Several months ago I was introduced to the idea of "inbox zero" developed by Merlin Mann, as I looked for a better way to handle email. With Playbooks for Golf working for more and more of you, my productivity on projects was being continually eroded by a constant stream of emails coming in for all kinds of reasons and requests. My inbox kept getting bigger and bigger with emails I needed for reminders, project notes and direction, software support, and more. I had to do something and inbox zero was my solution.
After successfully using this idea for my work, I thought it would be interesting for you to consider. In my experience, a large percentage of you use email in one of two ways.
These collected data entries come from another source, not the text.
use super::*;

/// The byte range of the media data, the invariant region a metadata write must not move.
#[derive(Clone, Copy, Debug, Eq, PartialEq)]
pub struct MdatBounds {
    pub pos: u64,
    pub end: u64,
}

/// A marker for the media data atom, only its bounds are ever recorded.
pub struct Mdat;

impl Atom for Mdat {
    const FOURCC: Fourcc = MEDIA_DATA;
}

impl FindAtom for Mdat {
    type Bounds = MdatBounds;

    fn find_atom(reader: &mut (impl Read + Seek), size: Size) -> crate::Result<Self::Bounds> {
        let bounds = find_bounds(reader, size, Self::FOURCC)?;
        reader.skip(size.content_len() as i64)?;
        Ok(MdatBounds { pos: bounds.pos(), end: bounds.end() })
    }
}
//! A library for reading and writing iTunes style MPEG-4 metadata and the surrounding box tree.
//!
//! # Examples
//!
//! ## The easy way
//! ```no_run
//! let mut tag = mp4tag::Tag::read_from_path("music.m4a").unwrap();
//!
//! println!("{}", tag.artist().unwrap());
//!
//! tag.set_artist("artist");
//! tag.write_to_path("music.m4a").unwrap();
//! ```
//!
//! ## The hard way
//! ```no_run
//! use mp4tag::{Data, Fourcc, Tag};
//!
//! let mut tag = Tag::read_from_path("music.m4a").unwrap();
//! let artist_ident = Fourcc(*b"\xa9ART");
//!
//! let artist = tag.strings_of(&artist_ident).next().unwrap().to_owned();
//! println!("{artist}");
//!
//! tag.set_data(artist_ident, Data::Utf8("artist".to_owned()));
//! tag.write_to_path("music.m4a").unwrap();
//! ```
//!
//! ## Using freeform identifiers
//! ```no_run
//! use mp4tag::{Data, FreeformIdent, Tag};
//!
//! let mut tag = Tag::read_from_path("music.m4a").unwrap();
//! let isrc_ident = FreeformIdent::new("com.apple.iTunes", "ISRC");
//!
//! let isrc = tag.strings_of(&isrc_ident).next().unwrap().to_owned();
//! println!("{isrc}");
//!
//! tag.set_data(&isrc_ident, Data::Utf8("isrc".to_owned()));
//! tag.write_to_path("music.m4a").unwrap();
//! ```
//!
//! ## Choosing a traversal
//! ```no_run
//! use mp4tag::{Mp4File, ReadConfig};
//!
//! let mut file = Mp4File::read_from_path_with("music.m4a", &ReadConfig::tag()).unwrap();
//! file.tag_mut().set_album("album");
//! file.save().unwrap();
//! ```
#![warn(missing_docs)]
pub use crate::atom::ident::*;
pub use crate::atom::{ident, Data, MetaItem, ReadConfig};
pub use crate::buffer::Buffer;
pub use crate::error::{Error, ErrorKind, Result};
pub use crate::file::{MediaFile, Mode};
pub use crate::mp4file::{ChunkOffsetTable, Mp4File};
pub use crate::tag::{Tag, STANDARD_GENRES};
pub use crate::types::*;

mod atom;
mod buffer;
mod error;
mod file;
mod mp4file;
mod tag;
mod types;
mod util;
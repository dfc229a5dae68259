use super::*;

#[derive(Clone, Debug, Default, Eq, PartialEq)]
pub struct Trak {
    pub mdia: Option<Mdia>,
    pub udta: Option<Udta>,
}

impl Atom for Trak {
    const FOURCC: Fourcc = TRACK;
}

impl ParseAtom for Trak {
    fn parse_atom(
        reader: &mut (impl Read + Seek),
        cfg: &ParseConfig<'_>,
        size: Size,
    ) -> crate::Result<Self> {
        let mut trak = Self::default();

        parse_children(reader, size, Self::FOURCC, 0, |reader, head| {
            match head.fourcc() {
                MEDIA if cfg.cfg.read_properties || cfg.cfg.read_chunk_offsets => {
                    trak.mdia = Some(Mdia::parse(reader, cfg, head.size())?)
                }
                USER_DATA => trak.udta = Some(Udta::parse(reader, cfg, head.size())?),
                _ => return Ok(false),
            }
            Ok(true)
        })?;

        Ok(trak)
    }
}

pub struct TrakBounds {
    pub bounds: AtomBounds,
    pub mdia: Option<MdiaBounds>,
    pub udta: Option<UdtaBounds>,
}

impl Deref for TrakBounds {
    type Target = AtomBounds;

    fn deref(&self) -> &Self::Target {
        &self.bounds
    }
}

impl FindAtom for Trak {
    type Bounds = TrakBounds;

    fn find_atom(reader: &mut (impl Read + Seek), size: Size) -> crate::Result<Self::Bounds> {
        let mut mdia = None;
        let mut udta = None;

        let bounds = parse_children(reader, size, Self::FOURCC, 0, |reader, head| {
            match head.fourcc() {
                MEDIA => mdia = Some(Mdia::find(reader, head.size())?),
                USER_DATA => udta = Some(Udta::find(reader, head.size())?),
                _ => return Ok(false),
            }
            Ok(true)
        })?;

        Ok(Self::Bounds { bounds, mdia, udta })
    }
}
use crate::atom::ident;
use crate::{Data, Tag};

/// ### Track
///
/// The track number and total number of tracks are stored in a tuple of 16 bit fields. If only
/// one is present the other is represented as 0 and treated as if nonexistent, when both become
/// 0 the atom is removed entirely.
impl Tag {
    /// Returns the track number and the total number of tracks (`trkn`).
    pub fn track(&self) -> (Option<u16>, Option<u16>) {
        let vec = match self.bytes_of(&ident::TRACK_NUMBER).next() {
            Some(v) => v,
            None => return (None, None),
        };

        (number(vec), total(vec))
    }

    /// Returns the track number (`trkn`).
    pub fn track_number(&self) -> Option<u16> {
        let vec = self.bytes_of(&ident::TRACK_NUMBER).next()?;

        number(vec)
    }

    /// Returns the total number of tracks (`trkn`).
    pub fn total_tracks(&self) -> Option<u16> {
        let vec = self.bytes_of(&ident::TRACK_NUMBER).next()?;

        total(vec)
    }

    /// Sets the track number and the total number of tracks (`trkn`). Setting both to 0 removes
    /// the atom.
    pub fn set_track(&mut self, track_number: u16, total_tracks: u16) {
        if track_number == 0 && total_tracks == 0 {
            self.remove_track();
            return;
        }
        if let Some(v) = self.bytes_of_mut(&ident::TRACK_NUMBER).next() {
            set_total(v, total_tracks);
            set_number(v, track_number);
            return;
        }

        self.set_data(ident::TRACK_NUMBER, Data::Reserved(tuple_bytes(track_number, total_tracks)));
    }

    /// Sets the track number (`trkn`), preserving the total.
    pub fn set_track_number(&mut self, track_number: u16) {
        let (_, total_tracks) = self.track();
        self.set_track(track_number, total_tracks.unwrap_or(0));
    }

    /// Sets the total number of tracks (`trkn`), preserving the track number.
    pub fn set_total_tracks(&mut self, total_tracks: u16) {
        let (track_number, _) = self.track();
        self.set_track(track_number.unwrap_or(0), total_tracks);
    }

    /// Removes the track number and the total number of tracks (`trkn`).
    pub fn remove_track(&mut self) {
        self.remove_data(&ident::TRACK_NUMBER);
    }
}

/// ### Disc
///
/// The disc number and total number of discs share the track tuple encoding.
impl Tag {
    /// Returns the disc number and the total number of discs (`disk`).
    pub fn disc(&self) -> (Option<u16>, Option<u16>) {
        let vec = match self.bytes_of(&ident::DISC_NUMBER).next() {
            Some(v) => v,
            None => return (None, None),
        };

        (number(vec), total(vec))
    }

    /// Returns the disc number (`disk`).
    pub fn disc_number(&self) -> Option<u16> {
        let vec = self.bytes_of(&ident::DISC_NUMBER).next()?;

        number(vec)
    }

    /// Returns the total number of discs (`disk`).
    pub fn total_discs(&self) -> Option<u16> {
        let vec = self.bytes_of(&ident::DISC_NUMBER).next()?;

        total(vec)
    }

    /// Sets the disc number and the total number of discs (`disk`). Setting both to 0 removes
    /// the atom.
    pub fn set_disc(&mut self, disc_number: u16, total_discs: u16) {
        if disc_number == 0 && total_discs == 0 {
            self.remove_disc();
            return;
        }
        if let Some(v) = self.bytes_of_mut(&ident::DISC_NUMBER).next() {
            set_total(v, total_discs);
            set_number(v, disc_number);
            return;
        }

        self.set_data(ident::DISC_NUMBER, Data::Reserved(tuple_bytes(disc_number, total_discs)));
    }

    /// Sets the disc number (`disk`), preserving the total.
    pub fn set_disc_number(&mut self, disc_number: u16) {
        let (_, total_discs) = self.disc();
        self.set_disc(disc_number, total_discs.unwrap_or(0));
    }

    /// Sets the total number of discs (`disk`), preserving the disc number.
    pub fn set_total_discs(&mut self, total_discs: u16) {
        let (disc_number, _) = self.disc();
        self.set_disc(disc_number.unwrap_or(0), total_discs);
    }

    /// Removes the disc number and the total number of discs (`disk`).
    pub fn remove_disc(&mut self) {
        self.remove_data(&ident::DISC_NUMBER);
    }
}

/// The byte index of the number field inside the tuple payload.
const NUMBER_IDX: usize = 2;
/// The byte index of the total field inside the tuple payload.
const TOTAL_IDX: usize = 4;

/// The tuple payload: a reserved 16 bit field, the number, the total and another reserved field.
fn tuple_bytes(number: u16, total: u16) -> Vec<u8> {
    [0u16, number, total, 0u16].iter().flat_map(|u| u.to_be_bytes()).collect()
}

/// Reads a 16 bit field out of the tuple payload, a value of 0 counts as unset. Payloads too
/// short for the field (the legacy 6 byte disc form lacks the trailing reserved field) simply
/// yield `None`.
fn tuple_field(vec: &[u8], idx: usize) -> Option<u16> {
    let pair = vec.get(idx..idx + 2)?;
    let value = u16::from_be_bytes([pair[0], pair[1]]);
    (value != 0).then_some(value)
}

/// Overwrites a 16 bit field of the tuple payload, growing it when the field is missing.
fn set_tuple_field(vec: &mut Vec<u8>, idx: usize, value: u16) {
    if vec.len() < idx + 2 {
        vec.resize(idx + 2, 0);
    }
    vec[idx..idx + 2].copy_from_slice(&value.to_be_bytes());
}

fn number(vec: &[u8]) -> Option<u16> {
    tuple_field(vec, NUMBER_IDX)
}

fn total(vec: &[u8]) -> Option<u16> {
    tuple_field(vec, TOTAL_IDX)
}

fn set_number(vec: &mut Vec<u8>, number: u16) {
    set_tuple_field(vec, NUMBER_IDX, number);
}

fn set_total(vec: &mut Vec<u8>, total: u16) {
    set_tuple_field(vec, TOTAL_IDX, total);
}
First, some of you spend way too much time in the office crafting emails to members or club/course officials as soon as you get the mail, thereby losing time out on the course or managing that day. The other alternative is that some of you don't reply or read emails in a consistent or timely manner, if at all, which can be detrimental to your overall communications and career success. I tend to fall in with those that spend too much time with email right away, at least I used to until inbox zero.
The other alternative is that some of you don't reply or read emails in a consistent or timely manner, if at all, which can be detrimental to your overall communications and career success...
The general idea behind it is quite obvious: maintain your email inbox with ZERO mail all the time. It also calls for timed, structured protocol in composing reply email. This can be achieved by utilizing several components. The main ones I suggest are highlighted here. I began with 7,000 read emails in the inbox.
USE A TO-DO LIST APP
When I first started, I notice that a very large number of the emails in my inbox were really just there to remind me to do something. So the first thing I did was read what was the reminder for, and if was easy I just did it right away. Others that required more time I put into a reminders list with due dates on my wunderlist app, which I cannot function without. Now, hello delete button! That got rid of 3,000 emails I didn't even need, most were reminders for stuff from long ago.
FOLDERS AND LABELS
The next big chunk of email is typically for work projects. By fine tuning how I set up folders and labels, I was able to categorize all emails by project and type of work, thereby allowing easy filtering and searching when I did need to reference that email.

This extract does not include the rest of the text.